FR429 from Polygonum capitatum Demonstrates Potential as an Anti-hepatic Injury Agent by Modulating PI3K/Akt Signaling Pathway

Abstract

FR429, an ellagitannin isolated and purified from the whole herb Polygonum capitatum (P. capitatum), possesses a robust pharmacological profile, which is particularly noteworthy for its anti-inflammatory and anticancer properties. Despite these established effects, its potential in mitigating hepatic injury remains to be fully explored. The present investigation delineates the hepatoprotective efficacy of FR429 and unveils its underlying molecular mechanisms.

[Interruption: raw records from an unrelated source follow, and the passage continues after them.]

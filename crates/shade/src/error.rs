use crate::field::FieldType;

/// Errors raised while building, compiling or binding an expression graph.
///
/// All of these are construction-time errors: once a program is bound to a
/// uniform snapshot, evaluating a fragment cannot fail.
#[derive(Debug, Clone, PartialEq, thiserror::Error)]
pub enum GraphError {
    #[error("type mismatch in {op}: expected {expected}, got {actual:?}")]
    TypeMismatch {
        op: &'static str,
        expected: &'static str,
        actual: FieldType,
    },
    #[error("uniform `{name}` declared as {first:?} and {second:?}")]
    UniformTypeConflict {
        name: String,
        first: FieldType,
        second: FieldType,
    },
    #[error("no value bound for uniform `{0}`")]
    MissingUniform(String),
    #[error("uniform `{name}` expects {expected:?}, got {actual:?}")]
    UniformValueType {
        name: String,
        expected: FieldType,
        actual: FieldType,
    },
    #[error("cyclic dependency through node `{node}`")]
    Cycle { node: String },
    #[error("node `{referenced}` referenced by `{by}` does not exist")]
    UnknownNode { referenced: String, by: String },
    #[error("node id `{0}` is defined more than once")]
    DuplicateNode(String),
    #[error("graph description error: {0}")]
    Description(String),
}
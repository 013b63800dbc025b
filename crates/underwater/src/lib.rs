//! Underwater state: authoritative classification, smoothed overlay, environment.

mod environment;
mod overlay;
mod tracker;

pub use environment::{Environment, EnvironmentConfig, Fog};
pub use overlay::{MAX_OVERLAY_OPACITY, OverlayConfig, SmoothedOverlay};
pub use tracker::{Classification, TrackerUpdate, UnderwaterTracker};
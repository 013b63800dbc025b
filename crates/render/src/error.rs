use tidewater_shade::GraphError;
use tidewater_water::WaterError;

#[derive(Debug, thiserror::Error)]
pub enum FrameError {
    #[error("scene is not ready: {0}")]
    NotReady(String),
    #[error("invalid camera: {0}")]
    InvalidCamera(String),
    #[error(transparent)]
    Water(#[from] WaterError),
    #[error("uniform update failed: {0}")]
    Graph(#[from] GraphError),
    #[error("config error: {0}")]
    Config(#[from] serde_json::Error),
    #[error("IO error: {0}")]
    Io(#[from] std::io::Error),
}
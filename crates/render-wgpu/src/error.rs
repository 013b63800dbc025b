use tidewater_shade::GraphError;

#[derive(Debug, thiserror::Error)]
pub enum GpuError {
    #[error("no compatible GPU adapter")]
    NoAdapter,
    #[error("device request failed: {0}")]
    RequestDevice(#[from] wgpu::RequestDeviceError),
    #[error("pipeline rejected by validation: {0}")]
    Validation(String),
    #[error("readback failed: {0}")]
    Map(#[from] wgpu::BufferAsyncError),
    #[error("readback callback dropped")]
    MapCallbackDropped,
    #[error("viewport {width}x{height} has no pixels")]
    EmptyViewport { width: u32, height: u32 },
    #[error("buffer holds {actual} texels, viewport needs {expected}")]
    BufferSize { expected: usize, actual: usize },
    #[error(transparent)]
    Graph(#[from] GraphError),
}
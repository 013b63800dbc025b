//! Caustic ripples on submerged geometry, phase-locked to the surface waves.

use tidewater_shade::{Field, GraphError, uniform};

use crate::surface::WaterSurface;

/// Fade band above the water line, in world units.
const FADE: f32 = 0.1;

#[derive(Debug, Clone)]
pub struct Caustics {
    /// Caustic strength in `[0, 1]`: 1 well below the water, 0 above it.
    pub transition: Field,
    pub color: Field,
}

/// Build caustics over `base_color`, reusing the surface's wave intensity.
pub fn project_caustics(
    surface: &WaterSurface,
    base_color: &Field,
) -> Result<Caustics, GraphError> {
    let relative_height = Field::world_position()
        .y()?
        .sub(uniform::water_height())?;
    let submerged = relative_height.add(FADE)?.saturate()?.one_minus()?;
    let facing_up = Field::world_normal().y()?.saturate()?;
    let transition = relative_height
        .greater_equal(0.0)?
        .select(submerged.mul(facing_up)?, &submerged)?;
    let lit = base_color.add(surface.wave_intensity())?;
    let color = base_color.mix(lit, &transition)?;
    Ok(Caustics { transition, color })
}

/// Like [`project_caustics`], degrading to the plain `base_color` if the fields
/// cannot be built.
pub fn project_caustics_or_plain(surface: &WaterSurface, base_color: &Field) -> Field {
    match project_caustics(surface, base_color) {
        Ok(caustics) => caustics.color,
        Err(err) => {
            tracing::warn!(%err, "caustics disabled, using plain surface color");
            base_color.clone()
        }
    }
}

/// CPU reference of [`Caustics::transition`].
pub fn caustics_transition(relative_height: f32, normal_y: f32) -> f32 {
    let t = 1.0 - (relative_height + FADE).clamp(0.0, 1.0);
    if relative_height >= 0.0 {
        t * normal_y.clamp(0.0, 1.0)
    } else {
        t
    }
}
//! Field builders for the individual full-screen effects.

use glam::{Vec2, Vec3};
use tidewater_shade::{Field, GraphError, uniform};

const CENTER: Vec3 = Vec3::new(0.5, 0.5, 0.0);

/// Scene depth at the screen UV, linearized with the camera planes.
pub fn linear_scene_depth() -> Result<Field, GraphError> {
    Field::screen_uv()
        .sample_scene_depth()?
        .linearize_depth(uniform::camera_near(), uniform::camera_far())
}

/// `1 − saturate(distance(uv, center) · k)`.
pub fn vignette(k: f32) -> Result<Field, GraphError> {
    Field::screen_uv()
        .distance(Field::vector(CENTER))?
        .mul(k)?
        .saturate()?
        .one_minus()
}

/// CPU reference of [`vignette`].
pub fn vignette_at(uv: Vec2, k: f32) -> f32 {
    1.0 - (uv.extend(0.0).distance(CENTER) * k).clamp(0.0, 1.0)
}

/// Average of `taps` scene-color samples spread symmetrically along `direction`,
/// `spread` UV units to either side at the outermost tap.
pub fn directional_blur(taps: u32, direction: Vec2, spread: &Field) -> Result<Field, GraphError> {
    let uv = Field::screen_uv();
    if taps <= 1 {
        return uv.sample_scene_color();
    }
    let step = Field::vector(direction.extend(0.0)).mul(spread)?;
    let mut sum: Option<Field> = None;
    for i in 0..taps {
        let k = 2.0 * i as f32 / (taps - 1) as f32 - 1.0;
        let sample = uv.add(step.mul(k)?)?.sample_scene_color()?;
        sum = Some(match sum {
            Some(acc) => acc.add(sample)?,
            None => sample,
        });
    }
    match sum {
        Some(total) => total.div(taps as f32),
        None => uv.sample_scene_color(),
    }
}

/// Radial mask strongest at the screen center and fading with scene depth.
pub fn water_mask(band: (f32, f32)) -> Result<Field, GraphError> {
    let radial = Field::screen_uv()
        .distance(Field::vector(CENTER))?
        .one_minus()?
        .mul(3.0)?
        .saturate()?;
    let depth_fade = linear_scene_depth()?.remap_clamp(band.0, band.1)?.one_minus()?;
    radial.mul(depth_fade)
}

Initially, of the tested compounds, 10 compounds (specifically, compounds 2, 4, 5, 6, 7, 8, 9, 12, 13, and 14) exhibited significant protective effects at a concentration of 10 μM, elevating HepG2 (human liver cancer cell) cell viability from 43.4 to 70% following carbon tetrachloride (CCl₄) exposure. Among them, compounds 2 (FR429, half-maximum effective concentration (EC₅₀) = 6.46 μM) and 6 (2ʺ-O-galloylquercitrin, EC₅₀ = 5.36 μM) demonstrated the highest cytoprotective activities. In the murine model, FR429 dramatically attenuated serum levels of alanine transaminase, aspartate transaminase, and alkaline phosphatase, indicative of its hepatoprotective potential. Histopathological evaluation further substantiated these findings, as FR429 noticeably mitigated CCl₄-induced hepatic lesions, involving necrosis, ballooning degeneration, and neutrophil infiltration. Transcriptomic analysis unveiled 178 differentially expressed genes in FR429-treated mice liver tissue, with significant alterations indicative of a hepatoprotective response. Mechanistic investigations revealed that FR429’s hepatoprotective effects involve modulation of the phosphatidylinositol 3-kinase (PI3K)/protein kinase B (Akt) signaling pathway, evidenced by downregulation of toll-like receptor 2, phosphorylated PI3K, phosphorylated Akt, nuclear factor-kappa-B, interleukin-1 beta, and tumor necrosis factor-alpha expression. Furthermore, FR429 modulated the gene and protein expression levels of apoptotic markers (apoptotic protein (Bax) and B-lymphoblastoma-2 gene (Bcl2)), reinforcing its anti-hepatic damage efficacy. This study represents the first report establishing FR429 as an effective hepatoprotective compound, paving the way for further investigation into its therapeutic applications.